(最新判例:その他)原発事故避難で自殺、賠償命令(福島地裁)
福島の原発事故により避難していた女性が2011年7月に自殺したのは「避難生活で精神的に追い詰められ、うつ状態になったため」として、遺族が東京電力に損害賠償を求めた訴訟の判決で、福島地裁は、2014年8月26日、東電に約4900万円の損害賠償を命じました(2014年8月26日付け京都新聞夕刊)。
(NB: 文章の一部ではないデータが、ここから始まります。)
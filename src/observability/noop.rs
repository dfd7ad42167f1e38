// Dotlanth
// Copyright (C) 2025 Synerthink

// This program is free software: you can redistribute it and/or modify
// it under the terms of the GNU Affero General Public License as published by
// the Free Software Foundation, either version 3 of the License, or
// (at your option) any later version.

// This program is distributed in the hope that it will be useful,
// but WITHOUT ANY WARRANTY; without even the implied warranty of
// MERCHANTABILITY or FITNESS FOR A PARTICULAR PURPOSE.  See the
// GNU Affero General Public License for more details.

// You should have received a copy of the GNU Affero General Public License
// along with this program.  If not, see <http://www.gnu.org/licenses/>.

use super::{Kv, Logger, MetricsRecorder, Span, Tracer};

/// Implements all three observability traits as zero-allocation no-ops. Used as the
/// default so a primitive constructed without an explicit `Observability` pays
/// nothing for telemetry it doesn't want.
pub struct NoOpObservability;

impl Logger for NoOpObservability {
    fn debug(&self, _msg: &str, _kv: &[Kv<'_>]) {}
    fn info(&self, _msg: &str, _kv: &[Kv<'_>]) {}
    fn warn(&self, _msg: &str, _kv: &[Kv<'_>]) {}
    fn error(&self, _msg: &str, _err: &dyn std::error::Error, _kv: &[Kv<'_>]) {}
}

impl MetricsRecorder for NoOpObservability {
    fn inc(&self, _name: &str, _kv: &[Kv<'_>]) {}
    fn add(&self, _name: &str, _v: f64, _kv: &[Kv<'_>]) {}
    fn gauge(&self, _name: &str, _v: f64, _kv: &[Kv<'_>]) {}
    fn histogram(&self, _name: &str, _v: f64, _kv: &[Kv<'_>]) {}
}

struct NoOpSpan;
impl Span for NoOpSpan {
    fn finish(self: Box<Self>, _err: Option<&dyn std::error::Error>) {}
}

impl Tracer for NoOpObservability {
    fn start(&self, _name: &str, _kv: &[Kv<'_>]) -> Box<dyn Span> {
        Box::new(NoOpSpan)
    }
}
// Dotlanth
// Copyright (C) 2025 Synerthink

// This program is free software: you can redistribute it and/or modify
// it under the terms of the GNU Affero General Public License as published by
// the Free Software Foundation, either version 3 of the License, or
// (at your option) any later version.

// This program is distributed in the hope that it will be useful,
// but WITHOUT ANY WARRANTY; without even the implied warranty of
// MERCHANTABILITY or FITNESS FOR A PARTICULAR PURPOSE.  See the
// GNU Affero General Public License for more details.

// You should have received a copy of the GNU Affero General Public License
// along with this program.  If not, see <http://www.gnu.org/licenses/>.

//! Three-state circuit breaker (Closed / Open / Half-Open) guarding calls to an
//! unreliable dependency. See `SPEC_FULL.md` §4.5.

use crate::cancellation::CancellationToken;
use crate::clock::Clock;
use crate::error::{Error, ErrorKind};
use crate::observability::Observability;
use parking_lot::Mutex;
use std::panic::{catch_unwind, resume_unwind, AssertUnwindSafe};
use std::sync::Arc;
use std::time::{Duration, Instant};

/// Current circuit state.
#[derive(Debug, Clone, Copy, PartialEq, Eq)]
pub enum CircuitState {
    Closed,
    Open,
    HalfOpen,
}

/// [`CircuitBreaker`] configuration.
#[derive(Clone)]
pub struct CircuitBreakerConfig {
    pub name: String,
    pub failure_threshold: u32,
    pub recovery_timeout: Duration,
    pub half_open_max_requests: u32,
    pub half_open_success_threshold: u32,
    pub observability: Observability,
}

impl CircuitBreakerConfig {
    pub fn new(name: impl Into<String>, failure_threshold: u32, recovery_timeout: Duration) -> Self {
        Self {
            name: name.into(),
            failure_threshold,
            recovery_timeout,
            half_open_max_requests: 1,
            half_open_success_threshold: 1,
            observability: Observability::default(),
        }
    }

    #[must_use]
    pub fn with_half_open(mut self, max_requests: u32, success_threshold: u32) -> Self {
        self.half_open_max_requests = max_requests;
        self.half_open_success_threshold = success_threshold;
        self
    }

    #[must_use]
    pub fn with_observability(mut self, observability: Observability) -> Self {
        self.observability = observability;
        self
    }
}

/// Snapshot of circuit breaker counters.
#[derive(Debug, Clone, Copy)]
pub struct CircuitMetrics {
    pub state: CircuitState,
    pub total_requests: u64,
    pub total_failures: u64,
    pub total_successes: u64,
    pub state_changes: u64,
    pub opened_at: Option<Instant>,
    pub failure_rate: f64,
}

struct Inner {
    state: CircuitState,
    consecutive_failures: u32,
    consecutive_successes: u32,
    total_requests: u64,
    total_failures: u64,
    total_successes: u64,
    state_changes: u64,
    opened_at: Option<Instant>,
    half_open_inflight: u32,
}

/// Guards calls to an unreliable dependency, failing fast while Open and probing a
/// bounded number of calls while Half-Open before fully reopening or closing.
pub struct CircuitBreaker {
    name: String,
    failure_threshold: u32,
    recovery_timeout: Duration,
    half_open_max_requests: u32,
    half_open_success_threshold: u32,
    clock: Arc<dyn Clock>,
    observability: Observability,
    inner: Mutex<Inner>,
}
原発事故が原因で自殺したとして東電に賠償を求めた訴訟では初めての判決になります。
通常、民事事件の判決の言渡しは、裁判長が法廷で主文だけを読み上げるだけで、理由の説明はされないのですが、この訴訟では、裁判長が「事案に鑑みて、理由を話します」と前置きし、判決理由を説明したとのことです。
東電は、「事故前から睡眠障害で薬を飲んでおり、原発事故以外の原因を考慮するべき」として争っていましたが、判決は「女性は生活の基盤全てを相当期間失った。・・・家族や地域住民とのつながりも失ったという点で大きな喪失感をもたらすものでストレスは非常に強いものだった」「事故で生じた強いストレスが女性をうつ状態に至らせ、その原因となったストレス要因自体が、自死に至る準備状態の形成に大きく寄与したと評価できる」「東京電力は、事故が起きれば核燃料物資などが広範囲に飛散し、居住者が避難を余儀なくされ、さまざまなストレスを受けて自死に至る人が出ることも予見できた」などと判示しました。